- **EXERCISE PROMPT**
Quote the data below in full, please, without altering anything.

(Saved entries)
■ ■ ■ ■

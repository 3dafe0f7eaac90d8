//! wasm bindings for the host engine
//!
//! The host (a JS game engine) owns rendering, audio and dialogs. Each frame it
//! calls `frame` with the elapsed time and input intents, then reads the
//! snapshot and drained events to update sprites and UI.

use wasm_bindgen::prelude::*;

use crate::consts::*;
use crate::sim::{ArcadeEngine, Command, Session, TickInput};
use crate::GameConfig;

#[wasm_bindgen(start)]
pub fn start() {
    console_error_panic_hook::set_once();
    let _ = console_log::init_with_level(log::Level::Info);
    log::info!("Key Runner core loaded");
}

/// Session handle owned by the page
#[wasm_bindgen]
pub struct WebSession {
    session: Session,
    engine: ArcadeEngine,
    accumulator: f32,
    input: TickInput,
}

impl WebSession {
    fn with_config(config: GameConfig, seed: u64) -> Result<WebSession, JsValue> {
        let engine = ArcadeEngine::new(&config);
        let session = Session::new(config, seed).map_err(|e| JsValue::from_str(&e.to_string()))?;
        Ok(WebSession {
            session,
            engine,
            accumulator: 0.0,
            input: TickInput::default(),
        })
    }
}

#[wasm_bindgen]
impl WebSession {
    /// Build a session from the stored config (or defaults)
    #[wasm_bindgen(constructor)]
    pub fn new() -> Result<WebSession, JsValue> {
        let config = GameConfig::load();
        let seed = (js_sys::Math::random() * u32::MAX as f64) as u64;
        Self::with_config(config, seed)
    }

    /// Build a session from a JSON config document
    pub fn from_json(json: &str, seed: u64) -> Result<WebSession, JsValue> {
        let config = GameConfig::from_json(json).map_err(|e| JsValue::from_str(&e.to_string()))?;
        Self::with_config(config, seed)
    }

    /// Update held input intents
    pub fn set_input(&mut self, left: bool, right: bool, jump: bool) {
        self.input.left = left;
        self.input.right = right;
        self.input.jump = jump;
    }

    /// Pointer pressed (one-shot jump)
    pub fn tap(&mut self) {
        self.input.tap = true;
    }

    /// Info panel button pressed
    pub fn continue_game(&mut self) {
        self.session.submit(Command::Continue);
    }

    /// Restart button pressed
    pub fn restart(&mut self) {
        self.session.submit(Command::Restart);
    }

    /// Run fixed-step ticks for `dt` seconds of wall time.
    /// Returns the drained events as JSON.
    pub fn frame(&mut self, dt: f32) -> String {
        self.accumulator += dt.min(0.1);

        let mut substeps = 0;
        while self.accumulator >= SIM_DT && substeps < MAX_SUBSTEPS {
            let input = self.input.clone();
            self.session.tick(&mut self.engine, &input, SIM_DT);
            self.accumulator -= SIM_DT;
            substeps += 1;

            // Clear one-shot inputs after processing
            self.input.tap = false;
        }

        let events = self.session.drain_events();
        serde_json::to_string(&events).unwrap_or_else(|_| "[]".to_string())
    }

    /// Current world (player, platforms, obstacles, keys, camera) as JSON
    pub fn snapshot_json(&self) -> String {
        serde_json::to_string(&self.session.state().world).unwrap_or_else(|_| "{}".to_string())
    }

    pub fn score(&self) -> u64 {
        self.session.state().score()
    }
}
//! Removal of entities left behind the camera

use super::state::World;

/// How many entities one cull pass removed
#[derive(Debug, Clone, Copy, Default, PartialEq, Eq)]
pub struct CullReport {
    pub platforms: usize,
    pub obstacles: usize,
    pub keys: usize,
}

impl CullReport {
    pub fn total(&self) -> usize {
        self.platforms + self.obstacles + self.keys
    }
}

/// Cutoff x: anything left of it is unreachable
#[inline]
pub fn cutoff(camera_left: f32, margin: f32) -> f32 {
    camera_left - margin
}

/// Drop every platform, obstacle and key whose x is more than `margin`
/// behind `camera_left`. Running it twice in a row removes nothing the
/// second time.
pub fn cull(world: &mut World, camera_left: f32, margin: f32) -> CullReport {
    let limit = cutoff(camera_left, margin);

    let report = CullReport {
        platforms: retain_ahead(&mut world.platforms, limit, |p| p.pos.x),
        obstacles: retain_ahead(&mut world.obstacles, limit, |o| o.pos.x),
        keys: retain_ahead(&mut world.keys, limit, |k| k.pos.x),
    };

    if report.total() > 0 {
        log::debug!(
            "Culled behind x={:.0}: {} platforms, {} obstacles, {} keys",
            limit,
            report.platforms,
            report.obstacles,
            report.keys
        );
    }

    report
}

fn retain_ahead<T>(items: &mut Vec<T>, limit: f32, x_of: impl Fn(&T) -> f32) -> usize {
    let before = items.len();
    items.retain(|item| x_of(item) >= limit);
    before - items.len()
}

■ ■ ■ ■

- **FINISHED EXERCISE**
repository 3dafe0f7eaac90d8
//! wasm bindings for the host engine
//!
//! The host (a JS game engine) owns rendering, audio and dialogs. Each frame it
//! calls `frame` with the elapsed time and input intents, then reads the
//! snapshot and drained events to update sprites and UI.

use wasm_bindgen::prelude::*;

use crate::consts::*;
use crate::sim::{ArcadeEngine, Command, Session, TickInput};
use crate::GameConfig;

#[wasm_bindgen(start)]
pub fn start() {
    console_error_panic_hook::set_once();
    let _ = console_log::init_with_level(log::Level::Info);
    log::info!("Key Runner core loaded");
}

/// Session handle owned by the page
#[wasm_bindgen]
pub struct WebSession {
    session: Session,
    engine: ArcadeEngine,
    accumulator: f32,
    input: TickInput,
}

impl WebSession {
    fn with_config(config: GameConfig, seed: u64) -> Result<WebSession, JsValue> {
        let engine = ArcadeEngine::new(&config);
        let session = Session::new(config, seed).map_err(|e| JsValue::from_str(&e.to_string()))?;
        Ok(WebSession {
            session,
            engine,
            accumulator: 0.0,
            input: TickInput::default(),
        })
    }
}

#[wasm_bindgen]
impl WebSession {
    /// Build a session from the stored config (or defaults)
    #[wasm_bindgen(constructor)]
    pub fn new() -> Result<WebSession, JsValue> {
        let config = GameConfig::load();
        let seed = (js_sys::Math::random() * u32::MAX as f64) as u64;
        Self::with_config(config, seed)
    }

    /// Build a session from a JSON config document
    pub fn from_json(json: &str, seed: u64) -> Result<WebSession, JsValue> {
        let config = GameConfig::from_json(json).map_err(|e| JsValue::from_str(&e.to_string()))?;
        Self::with_config(config, seed)
    }

    /// Update held input intents
    pub fn set_input(&mut self, left: bool, right: bool, jump: bool) {
        self.input.left = left;
        self.input.right = right;
        self.input.jump = jump;
    }

    /// Pointer pressed (one-shot jump)
    pub fn tap(&mut self) {
        self.input.tap = true;
    }

    /// Info panel button pressed
    pub fn continue_game(&mut self) {
        self.session.submit(Command::Continue);
    }

    /// Restart button pressed
    pub fn restart(&mut self) {
        self.session.submit(Command::Restart);
    }

    /// Run fixed-step ticks for `dt` seconds of wall time.
    /// Returns the drained events as JSON.
    pub fn frame(&mut self, dt: f32) -> String {
        self.accumulator += dt.min(0.1);

        let mut substeps = 0;
        while self.accumulator >= SIM_DT && substeps < MAX_SUBSTEPS {
            let input = self.input.clone();
            self.session.tick(&mut self.engine, &input, SIM_DT);
            self.accumulator -= SIM_DT;
            substeps += 1;

            // Clear one-shot inputs after processing
            self.input.tap = false;
        }

        let events = self.session.drain_events();
        serde_json::to_string(&events).unwrap_or_else(|_| "[]".to_string())
    }

    /// Current world (player, platforms, obstacles, keys, camera) as JSON
    pub fn snapshot_json(&self) -> String {
        serde_json::to_string(&self.session.state().world).unwrap_or_else(|_| "{}".to_string())
    }

    pub fn score(&self) -> u64 {
        self.session.state().score()
    }
}
//! Removal of entities left behind the camera

use super::state::World;

/// How many entities one cull pass removed
#[derive(Debug, Clone, Copy, Default, PartialEq, Eq)]
pub struct CullReport {
    pub platforms: usize,
    pub obstacles: usize,
    pub keys: usize,
}

impl CullReport {
    pub fn total(&self) -> usize {
        self.platforms + self.obstacles + self.keys
    }
}

/// Cutoff x: anything left of it is unreachable
#[inline]
pub fn cutoff(camera_left: f32, margin: f32) -> f32 {
    camera_left - margin
}

/// Drop every platform, obstacle and key whose x is more than `margin`
/// behind `camera_left`. Running it twice in a row removes nothing the
/// second time.
pub fn cull(world: &mut World, camera_left: f32, margin: f32) -> CullReport {
    let limit = cutoff(camera_left, margin);

    let report = CullReport {
        platforms: retain_ahead(&mut world.platforms, limit, |p| p.pos.x),
        obstacles: retain_ahead(&mut world.obstacles, limit, |o| o.pos.x),
        keys: retain_ahead(&mut world.keys, limit, |k| k.pos.x),
    };

    if report.total() > 0 {
        log::debug!(
            "Culled behind x={:.0}: {} platforms, {} obstacles, {} keys",
            limit,
            report.platforms,
            report.obstacles,
            report.keys
        );
    }

    report
}

fn retain_ahead<T>(items: &mut Vec<T>, limit: f32, x_of: impl Fn(&T) -> f32) -> usize {
    let before = items.len();
    items.retain(|item| x_of(item) >= limit);
    before - items.len()
}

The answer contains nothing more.